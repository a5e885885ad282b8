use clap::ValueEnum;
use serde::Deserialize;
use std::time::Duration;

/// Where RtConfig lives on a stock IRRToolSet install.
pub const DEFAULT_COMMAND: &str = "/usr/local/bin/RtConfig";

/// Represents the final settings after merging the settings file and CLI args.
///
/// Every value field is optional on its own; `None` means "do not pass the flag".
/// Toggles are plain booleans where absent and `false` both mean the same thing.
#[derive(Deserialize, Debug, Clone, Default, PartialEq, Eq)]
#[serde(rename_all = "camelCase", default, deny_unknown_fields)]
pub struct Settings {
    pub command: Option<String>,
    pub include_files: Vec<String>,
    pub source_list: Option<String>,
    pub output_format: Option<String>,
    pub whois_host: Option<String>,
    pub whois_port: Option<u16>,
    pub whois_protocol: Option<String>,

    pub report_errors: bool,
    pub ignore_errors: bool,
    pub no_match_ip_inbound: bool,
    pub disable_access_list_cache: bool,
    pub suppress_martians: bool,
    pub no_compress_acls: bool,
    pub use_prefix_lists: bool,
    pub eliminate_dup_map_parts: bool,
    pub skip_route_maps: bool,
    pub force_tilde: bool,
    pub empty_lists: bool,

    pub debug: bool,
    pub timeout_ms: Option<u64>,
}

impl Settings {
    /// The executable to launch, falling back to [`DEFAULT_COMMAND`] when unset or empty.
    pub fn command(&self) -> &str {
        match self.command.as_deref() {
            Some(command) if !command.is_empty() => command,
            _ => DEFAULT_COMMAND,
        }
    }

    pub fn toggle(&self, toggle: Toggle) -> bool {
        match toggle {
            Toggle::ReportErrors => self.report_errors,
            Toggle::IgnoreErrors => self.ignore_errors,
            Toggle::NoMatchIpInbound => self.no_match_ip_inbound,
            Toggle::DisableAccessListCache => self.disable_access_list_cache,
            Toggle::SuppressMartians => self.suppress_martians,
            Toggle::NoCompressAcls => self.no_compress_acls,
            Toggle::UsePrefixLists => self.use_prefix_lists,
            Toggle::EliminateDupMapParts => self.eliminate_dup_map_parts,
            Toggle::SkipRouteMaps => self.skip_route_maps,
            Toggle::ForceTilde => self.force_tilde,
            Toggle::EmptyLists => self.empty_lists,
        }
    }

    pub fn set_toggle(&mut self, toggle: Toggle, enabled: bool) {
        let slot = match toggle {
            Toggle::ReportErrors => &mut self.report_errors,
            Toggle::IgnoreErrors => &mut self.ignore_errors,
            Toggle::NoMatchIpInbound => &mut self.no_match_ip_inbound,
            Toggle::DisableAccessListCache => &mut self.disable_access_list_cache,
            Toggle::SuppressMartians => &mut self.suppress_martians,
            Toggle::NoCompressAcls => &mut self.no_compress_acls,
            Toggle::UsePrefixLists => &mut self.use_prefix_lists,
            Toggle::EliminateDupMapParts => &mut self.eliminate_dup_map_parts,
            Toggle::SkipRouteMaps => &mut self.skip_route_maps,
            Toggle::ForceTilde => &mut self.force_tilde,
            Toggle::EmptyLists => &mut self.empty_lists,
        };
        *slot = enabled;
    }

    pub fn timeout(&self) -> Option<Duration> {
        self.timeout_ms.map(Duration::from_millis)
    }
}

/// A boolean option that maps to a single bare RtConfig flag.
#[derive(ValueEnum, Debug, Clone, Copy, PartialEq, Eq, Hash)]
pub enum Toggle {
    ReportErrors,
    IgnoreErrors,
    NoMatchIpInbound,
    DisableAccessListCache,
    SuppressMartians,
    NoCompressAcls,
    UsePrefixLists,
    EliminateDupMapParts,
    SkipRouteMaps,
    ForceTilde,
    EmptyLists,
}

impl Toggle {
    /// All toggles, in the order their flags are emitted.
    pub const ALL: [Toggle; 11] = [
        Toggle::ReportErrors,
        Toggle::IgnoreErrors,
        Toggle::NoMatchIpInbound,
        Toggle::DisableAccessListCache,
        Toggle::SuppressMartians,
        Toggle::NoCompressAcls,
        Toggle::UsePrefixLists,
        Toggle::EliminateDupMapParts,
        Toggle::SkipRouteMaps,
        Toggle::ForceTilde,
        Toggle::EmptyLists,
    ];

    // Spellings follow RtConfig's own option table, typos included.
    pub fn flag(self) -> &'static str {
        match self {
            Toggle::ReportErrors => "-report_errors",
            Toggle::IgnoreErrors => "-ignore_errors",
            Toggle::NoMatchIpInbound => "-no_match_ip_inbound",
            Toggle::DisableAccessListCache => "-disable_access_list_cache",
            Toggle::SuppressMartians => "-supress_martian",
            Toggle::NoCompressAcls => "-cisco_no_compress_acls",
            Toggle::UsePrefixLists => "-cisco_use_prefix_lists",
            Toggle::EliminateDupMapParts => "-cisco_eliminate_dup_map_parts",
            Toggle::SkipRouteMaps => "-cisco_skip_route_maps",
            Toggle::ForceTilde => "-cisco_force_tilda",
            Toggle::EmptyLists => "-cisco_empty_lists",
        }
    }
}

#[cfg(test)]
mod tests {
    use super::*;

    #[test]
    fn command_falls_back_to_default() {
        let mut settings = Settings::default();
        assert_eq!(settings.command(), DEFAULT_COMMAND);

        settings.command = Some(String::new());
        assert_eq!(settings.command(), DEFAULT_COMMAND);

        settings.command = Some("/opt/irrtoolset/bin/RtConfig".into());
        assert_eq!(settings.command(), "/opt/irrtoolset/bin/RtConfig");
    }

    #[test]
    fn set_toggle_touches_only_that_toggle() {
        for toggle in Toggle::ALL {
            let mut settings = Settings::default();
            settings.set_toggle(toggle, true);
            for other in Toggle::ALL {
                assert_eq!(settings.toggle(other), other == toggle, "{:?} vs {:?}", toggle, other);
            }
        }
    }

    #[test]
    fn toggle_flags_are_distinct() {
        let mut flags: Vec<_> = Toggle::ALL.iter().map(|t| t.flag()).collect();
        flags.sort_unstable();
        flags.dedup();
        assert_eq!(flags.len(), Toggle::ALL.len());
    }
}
************
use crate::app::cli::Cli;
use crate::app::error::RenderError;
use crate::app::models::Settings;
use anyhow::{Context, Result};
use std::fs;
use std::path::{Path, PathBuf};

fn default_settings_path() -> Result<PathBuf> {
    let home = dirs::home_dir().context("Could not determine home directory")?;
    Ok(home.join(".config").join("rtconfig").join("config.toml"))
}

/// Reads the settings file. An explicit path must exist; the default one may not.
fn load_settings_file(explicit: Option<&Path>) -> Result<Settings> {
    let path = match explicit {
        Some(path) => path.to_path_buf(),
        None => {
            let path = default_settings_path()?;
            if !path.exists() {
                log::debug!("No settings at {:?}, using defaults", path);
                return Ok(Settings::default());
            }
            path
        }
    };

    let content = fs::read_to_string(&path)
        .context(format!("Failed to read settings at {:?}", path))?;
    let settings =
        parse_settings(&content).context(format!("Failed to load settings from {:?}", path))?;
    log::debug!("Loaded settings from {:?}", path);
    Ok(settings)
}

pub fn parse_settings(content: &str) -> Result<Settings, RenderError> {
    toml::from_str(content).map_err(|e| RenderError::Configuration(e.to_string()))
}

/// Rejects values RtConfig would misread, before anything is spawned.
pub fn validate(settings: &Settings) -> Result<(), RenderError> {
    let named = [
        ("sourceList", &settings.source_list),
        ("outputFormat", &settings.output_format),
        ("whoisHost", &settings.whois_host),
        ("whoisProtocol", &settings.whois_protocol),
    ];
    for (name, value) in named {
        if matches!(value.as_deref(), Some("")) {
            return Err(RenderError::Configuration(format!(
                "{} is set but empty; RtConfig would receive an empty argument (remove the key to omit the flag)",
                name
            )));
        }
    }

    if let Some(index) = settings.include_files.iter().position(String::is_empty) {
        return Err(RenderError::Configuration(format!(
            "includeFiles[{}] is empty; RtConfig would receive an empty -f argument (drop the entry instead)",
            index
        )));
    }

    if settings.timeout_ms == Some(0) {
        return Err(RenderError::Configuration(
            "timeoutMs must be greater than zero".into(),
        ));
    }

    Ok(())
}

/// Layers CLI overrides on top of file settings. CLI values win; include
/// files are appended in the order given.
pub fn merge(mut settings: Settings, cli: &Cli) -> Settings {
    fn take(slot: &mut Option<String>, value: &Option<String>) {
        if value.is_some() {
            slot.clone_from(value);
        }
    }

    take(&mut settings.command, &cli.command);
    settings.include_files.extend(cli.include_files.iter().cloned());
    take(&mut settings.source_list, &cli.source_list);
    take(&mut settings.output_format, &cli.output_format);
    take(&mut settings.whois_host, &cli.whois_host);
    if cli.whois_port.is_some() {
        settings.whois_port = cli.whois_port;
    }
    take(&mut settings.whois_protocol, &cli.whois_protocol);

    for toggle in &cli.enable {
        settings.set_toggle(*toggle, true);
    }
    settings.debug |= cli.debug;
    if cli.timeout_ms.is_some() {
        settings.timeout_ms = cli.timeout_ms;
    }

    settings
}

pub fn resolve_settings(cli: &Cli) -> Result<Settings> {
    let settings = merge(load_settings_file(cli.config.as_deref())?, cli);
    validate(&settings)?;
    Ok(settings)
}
************
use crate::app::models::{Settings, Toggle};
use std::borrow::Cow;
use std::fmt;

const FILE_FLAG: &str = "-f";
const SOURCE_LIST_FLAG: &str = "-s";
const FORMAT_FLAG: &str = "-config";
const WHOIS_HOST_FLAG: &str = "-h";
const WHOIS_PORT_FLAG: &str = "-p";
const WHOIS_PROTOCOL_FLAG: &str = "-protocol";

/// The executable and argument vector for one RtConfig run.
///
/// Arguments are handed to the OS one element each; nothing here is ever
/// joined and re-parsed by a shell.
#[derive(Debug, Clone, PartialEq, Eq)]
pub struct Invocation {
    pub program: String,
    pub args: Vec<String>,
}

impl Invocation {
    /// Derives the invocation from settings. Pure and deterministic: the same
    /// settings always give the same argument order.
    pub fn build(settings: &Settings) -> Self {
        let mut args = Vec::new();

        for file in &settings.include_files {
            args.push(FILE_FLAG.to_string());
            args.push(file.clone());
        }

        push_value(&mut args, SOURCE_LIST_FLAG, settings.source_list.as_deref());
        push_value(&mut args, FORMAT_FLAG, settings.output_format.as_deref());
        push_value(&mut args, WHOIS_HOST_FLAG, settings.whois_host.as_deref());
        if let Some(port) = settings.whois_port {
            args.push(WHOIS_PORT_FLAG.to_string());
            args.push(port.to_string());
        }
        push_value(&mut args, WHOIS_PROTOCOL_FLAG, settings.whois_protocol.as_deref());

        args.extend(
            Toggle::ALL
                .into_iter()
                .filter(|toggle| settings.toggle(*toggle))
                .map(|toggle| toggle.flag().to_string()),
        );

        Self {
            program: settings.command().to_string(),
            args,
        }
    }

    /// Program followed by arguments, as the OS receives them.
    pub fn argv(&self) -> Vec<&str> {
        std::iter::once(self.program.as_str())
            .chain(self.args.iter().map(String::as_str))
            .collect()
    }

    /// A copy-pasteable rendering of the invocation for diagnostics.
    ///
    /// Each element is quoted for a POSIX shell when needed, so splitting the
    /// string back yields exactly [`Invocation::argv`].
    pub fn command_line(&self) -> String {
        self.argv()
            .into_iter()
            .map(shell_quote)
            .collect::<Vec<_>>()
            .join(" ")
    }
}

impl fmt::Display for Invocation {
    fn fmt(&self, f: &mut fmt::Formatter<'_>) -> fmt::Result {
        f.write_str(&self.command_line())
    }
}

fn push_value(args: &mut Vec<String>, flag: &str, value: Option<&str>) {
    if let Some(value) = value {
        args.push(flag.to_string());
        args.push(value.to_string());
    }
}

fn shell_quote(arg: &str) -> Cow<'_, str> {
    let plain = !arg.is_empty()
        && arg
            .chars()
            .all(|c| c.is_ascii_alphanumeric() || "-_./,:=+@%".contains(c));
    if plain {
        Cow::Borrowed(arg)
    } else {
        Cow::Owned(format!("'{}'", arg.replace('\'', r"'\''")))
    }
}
************
**What is expected:**
Within the entries above, how many lines contain the word "const"? State the number only.

**Expected answer:**
8